The report by Crisil highlighted that the country is likely to miss the renewable energy target of 175 GW by 2022 by a wide margin of 42 per cent due to many a regulatory challenge, policy flip-flops and also a steep fall in tariffs.
“The CRISIL report…is neither factually correct nor takes into account initiatives taken by the MNRE to facilitate accelerated development and deployment of renewable energy in the country. This report lacks in credibility in all respects as CRISIL did not even bother to consult this Ministry for its views…doubts are ill-founded and not reflective of the status on the ground and plans ahead,” the ministry said in a statement.
It said the New and Renewable Energy Ministry (MNRE) refutes reports expressing doubt on India’s renewable energy target.
By the end of September 2019, the ministry said India has installed more than 82,580 MW of renewable energy capacity with around 31,150 MW of capacity under various stages of installation. Thus, by the first quarter of 2021, India would have installed more than 1,13,000 MW of renewable power capacity.

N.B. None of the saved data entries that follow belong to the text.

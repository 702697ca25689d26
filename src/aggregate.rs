//! Reduction of one bucket of raw values (all values sharing an axis
//! coordinate) to `(value, low, high)` triples.

use std::cmp::Ordering;
use std::fmt;
use std::str::FromStr;

use serde::Serialize;

use crate::stats;
use crate::value::Value;

#[derive(Debug, Clone, PartialEq, Serialize)]
pub struct Triple {
    pub value: Value,
    pub low: Value,
    pub high: Value,
}

impl Triple {
    fn flat(value: Value) -> Self {
        Self {
            low: value.clone(),
            high: value.clone(),
            value,
        }
    }

    fn number(value: f64) -> Self {
        Self::flat(Value::Number(value))
    }

    fn spread(value: f64, low: f64, high: f64) -> Self {
        Self {
            value: Value::Number(value),
            low: Value::Number(low),
            high: Value::Number(high),
        }
    }
}

#[derive(Debug, Clone, Copy, PartialEq, Eq, Default)]
pub enum Aggregation {
    #[default]
    None,
    Count,
    Sum,
    Max,
    Min,
    Range,
    Avg,
    Median,
    Stdev,
    Cv,
    Ci,
    CiMin,
    CiMax,
    Delta,
}

const ALL: [Aggregation; 14] = [
    Aggregation::None,
    Aggregation::Count,
    Aggregation::Sum,
    Aggregation::Max,
    Aggregation::Min,
    Aggregation::Range,
    Aggregation::Avg,
    Aggregation::Median,
    Aggregation::Stdev,
    Aggregation::Cv,
    Aggregation::Ci,
    Aggregation::CiMin,
    Aggregation::CiMax,
    Aggregation::Delta,
];

impl Aggregation {
    pub fn name(self) -> &'static str {
        match self {
            Self::None => "none",
            Self::Count => "count",
            Self::Sum => "sum",
            Self::Max => "max",
            Self::Min => "min",
            Self::Range => "rng",
            Self::Avg => "avg",
            Self::Median => "median",
            Self::Stdev => "stdev",
            Self::Cv => "cv",
            Self::Ci => "ci",
            Self::CiMin => "ci_min",
            Self::CiMax => "ci_max",
            Self::Delta => "delta",
        }
    }

    /// Reduces one bucket. `none` yields one triple per input value; every
    /// other function yields at most one. An empty bucket, or a numeric
    /// reduction over a bucket without numbers, yields nothing.
    pub fn apply(self, bucket: &[Value]) -> Vec<Triple> {
        let present: Vec<&Value> = bucket.iter().filter(|value| !value.is_null()).collect();
        if present.is_empty() {
            return Vec::new();
        }

        match self {
            Self::None => present.into_iter().cloned().map(Triple::flat).collect(),
            Self::Count => vec![Triple::number(present.len() as f64)],
            Self::Max => extreme(&present, Ordering::Greater).into_iter().collect(),
            Self::Min => extreme(&present, Ordering::Less).into_iter().collect(),
            numeric => {
                let numbers: Vec<f64> = present.iter().filter_map(|value| value.as_number()).collect();
                numeric_triple(numeric, &numbers).into_iter().collect()
            }
        }
    }
}

impl FromStr for Aggregation {
    type Err = String;

    fn from_str(text: &str) -> Result<Self, Self::Err> {
        let wanted = text.trim().to_ascii_lowercase();
        ALL.into_iter()
            .find(|aggregation| aggregation.name() == wanted)
            .ok_or_else(|| {
                let names: Vec<&str> = ALL.iter().map(|aggregation| aggregation.name()).collect();
                format!("unknown aggregation '{}'; expected one of {}", text.trim(), names.join(", "))
            })
    }
}

impl fmt::Display for Aggregation {
    fn fmt(&self, f: &mut fmt::Formatter<'_>) -> fmt::Result {
        f.write_str(self.name())
    }
}

/// Maximum or minimum of the bucket: numeric when every value is a number,
/// lexicographic on the text form otherwise.
fn extreme(values: &[&Value], wanted: Ordering) -> Option<Triple> {
    let all_numeric = values.iter().all(|value| value.is_numeric());
    let compare = |left: &&Value, right: &&Value| -> Ordering {
        if all_numeric {
            match (left.as_number(), right.as_number()) {
                (Some(left), Some(right)) => left.total_cmp(&right),
                _ => Ordering::Equal,
            }
        } else {
            left.to_string().cmp(&right.to_string())
        }
    };

    let best = values.iter().copied().reduce(|best, candidate| {
        if compare(&candidate, &best) == wanted {
            candidate
        } else {
            best
        }
    })?;

    let value = match (all_numeric, best.as_number()) {
        (true, Some(number)) => Value::Number(number),
        _ => best.clone(),
    };
    Some(Triple::flat(value))
}

fn numeric_triple(aggregation: Aggregation, numbers: &[f64]) -> Option<Triple> {
    if numbers.is_empty() {
        return None;
    }
    let low = numbers.iter().copied().fold(f64::INFINITY, f64::min);
    let high = numbers.iter().copied().fold(f64::NEG_INFINITY, f64::max);
    let avg = stats::mean(numbers)?;

    let triple = match aggregation {
        Aggregation::Sum => Triple::number(numbers.iter().sum()),
        Aggregation::Range => Triple::number(high - low),
        Aggregation::Avg => Triple::spread(avg, low, high),
        Aggregation::Median => Triple::spread(stats::median(numbers)?, low, high),
        Aggregation::Stdev => Triple::number(stats::stdev(numbers)?),
        Aggregation::Cv => {
            let deviation = stats::stdev(numbers)?;
            Triple::number(if avg == 0.0 { 0.0 } else { deviation / avg })
        }
        Aggregation::Ci | Aggregation::CiMin | Aggregation::CiMax | Aggregation::Delta => {
            let half = stats::confidence_half_width_95(numbers);
            match aggregation {
                Aggregation::Ci => Triple::spread(avg, avg - half, avg + half),
                Aggregation::CiMin => Triple::number(avg - half),
                Aggregation::CiMax => Triple::number(avg + half),
                _ => Triple::spread(half, 0.0, half),
            }
        }
        Aggregation::None | Aggregation::Count | Aggregation::Max | Aggregation::Min => return None,
    };
    Some(triple)
}

#[cfg(test)]
mod tests {
    use super::*;

    fn numbers(values: &[f64]) -> Vec<Value> {
        values.iter().copied().map(Value::Number).collect()
    }

    fn single(aggregation: Aggregation, bucket: &[Value]) -> Triple {
        let mut triples = aggregation.apply(bucket);
        assert_eq!(triples.len(), 1, "{aggregation} yields one triple");
        triples.remove(0)
    }

    #[test]
    fn names_parse_case_insensitively() {
        assert_eq!("AVG".parse::<Aggregation>(), Ok(Aggregation::Avg));
        assert_eq!("ci_min".parse::<Aggregation>(), Ok(Aggregation::CiMin));
        assert_eq!("rng".parse::<Aggregation>(), Ok(Aggregation::Range));
        assert!("mode".parse::<Aggregation>().is_err());
    }

    #[test]
    fn count_fills_all_components() {
        let triple = single(Aggregation::Count, &numbers(&[3.0, 1.0, 4.0]));
        assert_eq!(triple, Triple::number(3.0));
    }

    #[test]
    fn summaries_are_ordered() {
        let bucket = numbers(&[3.0, 1.0, 4.0, 1.0, 5.0, 9.0]);
        let value = |aggregation| single(aggregation, &bucket).value.as_number().expect("numeric");
        let (min, avg, max) = (value(Aggregation::Min), value(Aggregation::Avg), value(Aggregation::Max));

        assert!(min <= avg && avg <= max);
        assert_eq!(value(Aggregation::Range), max - min);
        assert_eq!(value(Aggregation::Sum), 23.0);
        assert_eq!(value(Aggregation::Median), 3.5);

        let avg = single(Aggregation::Avg, &bucket);
        assert_eq!((avg.low, avg.high), (Value::Number(1.0), Value::Number(9.0)));
    }

    #[test]
    fn single_value_has_zero_spread() {
        assert_eq!(single(Aggregation::Stdev, &numbers(&[7.0])), Triple::number(0.0));
        assert_eq!(single(Aggregation::Delta, &numbers(&[7.0])), Triple::spread(0.0, 0.0, 0.0));
        let ci = single(Aggregation::Ci, &numbers(&[7.0]));
        assert_eq!(ci, Triple::spread(7.0, 7.0, 7.0));
    }

    #[test]
    fn confidence_interval_brackets_mean() {
        let bucket = numbers(&[10.0, 12.0, 14.0]);
        let ci = single(Aggregation::Ci, &bucket);
        let low = ci.low.as_number().expect("low");
        let high = ci.high.as_number().expect("high");
        assert_eq!(ci.value, Value::Number(12.0));
        assert!((high - 12.0 - (12.0 - low)).abs() < 1e-9);
        assert!((high - 12.0 - 4.302_653 * 2.0 / 3f64.sqrt()).abs() < 1e-4);
        assert_eq!(single(Aggregation::CiMax, &bucket).value, ci.high);
    }

    #[test]
    fn coefficient_of_variation_guards_zero_mean() {
        assert_eq!(single(Aggregation::Cv, &numbers(&[-1.0, 1.0])), Triple::number(0.0));
    }

    #[test]
    fn max_falls_back_to_text_order() {
        let bucket = vec![Value::text("10"), Value::text("9"), Value::text("beta")];
        assert_eq!(single(Aggregation::Max, &bucket).value, Value::text("beta"));
        assert_eq!(single(Aggregation::Min, &bucket).value, Value::text("10"));

        let numeric = vec![Value::text("10"), Value::text("9")];
        assert_eq!(single(Aggregation::Max, &numeric).value, Value::Number(10.0));
    }

    #[test]
    fn none_keeps_every_value_and_empty_buckets_vanish() {
        assert_eq!(Aggregation::None.apply(&numbers(&[2.0, 2.0])).len(), 2);
        assert!(Aggregation::Avg.apply(&[]).is_empty());
        assert!(Aggregation::Avg.apply(&[Value::text("n/a")]).is_empty());
        assert_eq!(Aggregation::Count.apply(&[Value::text("n/a")]).len(), 1);
    }
}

This would constitute nearly 65 per cent of the targeted capacity, the ministry said.
Besides this, around 39,000 MW of renewable power capacity is at various stages of bidding which would be installed by September 2021, taking the percentage of installed capacity to over 87 per cent of the targeted capacity, it said.
“With only 23,000 MW of renewable power capacity left to bid, India is confident that the target of installing 1,75,000 MW of renewable power capacity will not only be met but exceeded,” it said.
The ministry said it has worked systematically to resolve various issues that arise from time to time, putting in place facilitative and ease of doing business policies and programmes for achieving the goal.
These initiatives have resulted in significant downward trend in solar and wind power tariffs as a result of which the wind power tariffs have fallen from Rs 4.18 per unit in 2016 to Rs 2.43 per unit during last year and even these remain below Rs 2.75 per unit, at present. Similarly the solar tariffs have fallen from Rs 4.43 per unit (with VGF) to Rs 2.44 per unit. The Government of India’s endeavour remain that renewable power is procured at a rate which is acceptable to distribution companies.
The CRISIL report had said: “Renewable energy capacity may increase by just 40 GW to 104 GW in 2022 from 64.4 GW in 2019, thanks to the lingering policy uncertainty and tariff glitches. That would be a good 42 per cent short of the government target of 175 GW.” The report had noted that as much as 26 per cent of the 64 GW of projects auctioned by the Centre and the states have received no or lukewarm bids, while another 31 per cent are facing delays in allocation after being tendered. Thus, despite the increase in tendering volume, not only has allocation of projects slowed down, but both undersubscriptions and cancellations of awarded tenders have also increased, it had said.